旁人只看见他落魄潦倒,却不知这段随军低谷岁月,成为他日后平定百济、打赢白江口之战最重要的积累。

他走遍辽东海岸线,记录海水潮汐、季风规律、港口地势,观察水师战船优劣,思索跨海作战、海岛安抚之策,心中渐渐搭建起一套完整的海外治理与水军作战体系。

苏定方率军一举攻破百济都城,平定百济全境,朝廷在百济旧地设立熊津都督府,留下郎将刘仁愿驻守府城。大军班师回朝后,百济残余势力卷土重来,勾结倭国援军,大举围攻熊津府城,刘仁愿被困城内,粮草耗尽,孤立无援,数次向长安递送求援文书。

此时原本担任熊津都督的王文度渡海途中病逝,朝中无人愿意远赴海外蛮荒之地镇守,高宗想起随军效力、熟稔东海海域的刘仁轨,下旨恢复他部分职权,以白衣身份检校带方州刺史,统领一支兵马渡海,驰援被困的刘仁愿。

接到诏令那一刻,年过花甲的刘仁轨没有丝毫迟疑,即刻整顿兵马、筹备战船粮草,扬帆驶向百济。彼时朝野上下,没人看好一个被贬谪的花甲文官能平定海外叛乱,所有人都以为,这不过是朝廷无人可用的权宜之计,可谁也想不到,一场震动东亚千年的海战,即将由这位白老者亲手开启。

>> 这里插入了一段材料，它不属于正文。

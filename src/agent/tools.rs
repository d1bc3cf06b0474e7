use crate::errors::{AgentError, AgentResult};
use crate::llm::types::ToolDef;

/// The constrained action menu offered to the model, embedded at compile
/// time. Exactly one of these may be selected per decision.
pub fn action_tools() -> AgentResult<Vec<ToolDef>> {
    let json = include_str!("../../prompts/tools/actions.json");
    serde_json::from_str(json)
        .map_err(|e| AgentError::Config(format!("failed to parse action tools: {e}")))
}
//! Scripted completion service for loop tests: canned responses are popped
//! in order and every call is recorded for assertions.

use std::collections::VecDeque;
use std::sync::Mutex;

use async_trait::async_trait;

use crate::errors::{AgentError, AgentResult};
use crate::llm::service::CompletionService;
use crate::llm::types::{
    ChatMessage, ContentPart, DecideOptions, DecisionResponse, FunctionCall, MessageContent,
    ToolCall,
};

#[derive(Debug, Clone)]
pub struct RecordedCall {
    pub model: String,
    pub json_format: bool,
    pub has_tools: bool,
    /// Text of the last (probe) message in the call.
    pub probe_text: String,
    /// Image URLs attached to the probe message.
    pub probe_images: Vec<String>,
}

pub struct ScriptedService {
    responses: Mutex<VecDeque<DecisionResponse>>,
    pub calls: Mutex<Vec<RecordedCall>>,
}

impl ScriptedService {
    pub fn new(responses: Vec<DecisionResponse>) -> Self {
        Self {
            responses: Mutex::new(responses.into()),
            calls: Mutex::new(Vec::new()),
        }
    }

    pub fn recorded(&self) -> Vec<RecordedCall> {
        self.calls.lock().unwrap().clone()
    }

    pub fn remaining(&self) -> usize {
        self.responses.lock().unwrap().len()
    }
}

/// Canned JSON-object decision.
pub fn json_response(value: serde_json::Value) -> DecisionResponse {
    DecisionResponse {
        content: value.to_string(),
        tool_calls: Vec::new(),
    }
}

/// Canned single tool-call decision.
pub fn tool_response(name: &str, args: serde_json::Value) -> DecisionResponse {
    DecisionResponse {
        content: String::new(),
        tool_calls: vec![ToolCall {
            id: "call_1".into(),
            call_type: "function".into(),
            function: FunctionCall {
                name: name.into(),
                arguments: args.to_string(),
            },
        }],
    }
}

#[async_trait]
impl CompletionService for ScriptedService {
    async fn decide(
        &self,
        messages: Vec<ChatMessage>,
        opts: DecideOptions,
    ) -> AgentResult<DecisionResponse> {
        let (probe_text, probe_images) = messages
            .last()
            .map(|message| match &message.content {
                MessageContent::Text(text) => (text.clone(), Vec::new()),
                MessageContent::Parts(parts) => {
                    let mut text = String::new();
                    let mut images = Vec::new();
                    for part in parts {
                        match part {
                            ContentPart::Text { text: t } => text.push_str(t),
                            ContentPart::ImageUrl { image_url } => {
                                images.push(image_url.url.clone())
                            }
                        }
                    }
                    (text, images)
                }
            })
            .unwrap_or_default();

        self.calls.lock().unwrap().push(RecordedCall {
            model: opts.model.clone(),
            json_format: opts.json_format,
            has_tools: opts.tools.is_some(),
            probe_text,
            probe_images,
        });

        self.responses
            .lock()
            .unwrap()
            .pop_front()
            .ok_or_else(|| AgentError::Decision("scripted responses exhausted".into()))
    }
}
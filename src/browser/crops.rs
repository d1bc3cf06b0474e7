//! Full-page screenshot partitioning for the content-locating procedure and
//! the next-goal probe.

use base64::Engine as _;

use crate::errors::{AgentError, AgentResult};

/// Split a full-page screenshot (base64 PNG) into fixed-height horizontal
/// crops, ordered top to bottom. The last crop may be shorter.
pub fn partition_screenshot(full_page_b64: &str, crop_height: u32) -> AgentResult<Vec<String>> {
    let bytes = base64::engine::general_purpose::STANDARD
        .decode(full_page_b64)
        .map_err(|e| AgentError::Execution(format!("full-page screenshot decode: {e}")))?;
    let img = image::load_from_memory(&bytes)?;
    let (width, height) = (img.width(), img.height());

    let num_crops = height.div_ceil(crop_height);
    let mut crops = Vec::with_capacity(num_crops as usize);
    for i in 0..num_crops {
        let top = i * crop_height;
        let slice_height = crop_height.min(height - top);
        let crop = img.crop_imm(0, top, width, slice_height);

        let mut png_bytes = Vec::new();
        crop.write_to(
            &mut std::io::Cursor::new(&mut png_bytes),
            image::ImageFormat::Png,
        )?;
        crops.push(base64::engine::general_purpose::STANDARD.encode(&png_bytes));
    }

    Ok(crops)
}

渡海抵达百济熊津,眼前景象满目疮痍。战乱过后,城池残破,路边随处可见无人收敛的尸骨,百姓流离失所,农田荒芜,村落十室九空,百济残余叛军四处劫掠,百姓惶惶不可终日。刘仁轨与刘仁愿合兵一处,数次出击,击溃城外包围府城的叛军,暂时解除围城危机,可危机远未消散。